Something there is that doesn’t love a wall, 

That sends the frozen-ground-swell under it, 

And spills the upper boulders in the sun; 

And makes gaps even two can pass abreast. 

The work of hunters is another thing: 

I have come after them and made repair 

Where they have left not one stone on a stone, 

But they would have the rabbit out of hiding, 

To please the yelping dogs. The gaps I mean, 

No one has seen them made or heard them made, 

But at spring mending-time we find them there. 

I let my neighbour know beyond the hill; 

And on a day we meet to walk the line 

And set the wall between us once again. 

We keep the wall between us as we go. 

To each the boulders that have fallen to each. 

And some are loaves and some so nearly balls 

We have to use a spell to make them balance: 

“Stay where you are until our backs are turned!” 

We wear our fingers rough with handling them. 

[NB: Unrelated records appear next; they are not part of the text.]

//! shootclock: terminal host and glance renderer for Shootclock.
//!
//! ## Subcommands
//!
//! - `run`: interactive session timer (boots the store, ticks at 1 Hz)
//! - `glance`: read-only renderer for the shared snapshot
//! - `tags`: manage shot tags in the durable store
//! - `boot`: run startup arbitration once and print the outcome

mod boot;
mod glance;
mod logging;
mod run;
mod tags;

use clap::{Parser, Subcommand};
use shoot_core::config::load_config;
use shoot_core::storage::StorageConfig;
use std::path::PathBuf;

#[derive(Parser)]
#[command(name = "shootclock")]
#[command(about = "Shoot/select session timer")]
#[command(version)]
struct Cli {
    /// Data directory (defaults to $SHOOTCLOCK_HOME or ~/.shootclock)
    #[arg(long, global = true, value_name = "PATH")]
    home: Option<PathBuf>,

    #[command(subcommand)]
    command: Commands,
}

#[derive(Subcommand)]
enum Commands {
    /// Interactive timer; reads commands from stdin
    Run,

    /// Render the shared glance snapshot
    Glance {
        /// Print the snapshot as JSON
        #[arg(long)]
        json: bool,

        /// Keep redrawing on the renderer refresh schedule
        #[arg(long)]
        watch: bool,
    },

    /// Manage shot tags
    Tags {
        #[command(subcommand)]
        command: tags::TagCommand,
    },

    /// Run startup once and print the outcome as JSON
    Boot,
}

fn main() {
    let cli = Cli::parse();

    let storage = match cli.home {
        Some(root) => StorageConfig::with_root(root),
        None => match StorageConfig::from_env() {
            Ok(storage) => storage,
            Err(e) => {
                eprintln!("shootclock: {}", e);
                std::process::exit(1);
            }
        },
    };
    let _logging_guard = logging::init(&storage.logs_dir());
    let config = load_config(&storage);

    let result = match cli.command {
        Commands::Run => run::run(&storage, &config),
        Commands::Glance { json, watch } => glance::run(&storage, &config, json, watch),
        Commands::Tags { command } => tags::run(&storage, &config, command),
        Commands::Boot => boot::run(&storage, &config),
    };

    if let Err(e) = result {
        tracing::error!(error = %e, "shootclock failed");
        eprintln!("shootclock: {}", e);
        std::process::exit(1);
    }
}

Oh, just another kind of out-door game, 

One on a side. It comes to little more: 

There where it is we do not need the wall: 

He is all pine and I am apple orchard. 

My apple trees will never get across 

And eat the cones under his pines, I tell him. 

He only says, “Good fences make good neighbours.” 

Spring is the mischief in me, and I wonder 

If I could put a notion in his head: 

“Why do they make good neighbours? Isn’t it 

Where there are cows? But here there are no cows. 

Before I built a wall I’d ask to know 

What I was walling in or walling out, 

And to whom I was like to give offence. 

Something there is that doesn’t love a wall, 

That wants it down.” I could say “Elves” to him, 

But it’s not elves exactly, and I’d rather 

He said it for himself. I see him there 

Bringing a stone grasped firmly by the top 

In each hand, like an old-stone savage armed. 

He moves in darkness as it seems to me, 

Not of woods only and the shade of trees. 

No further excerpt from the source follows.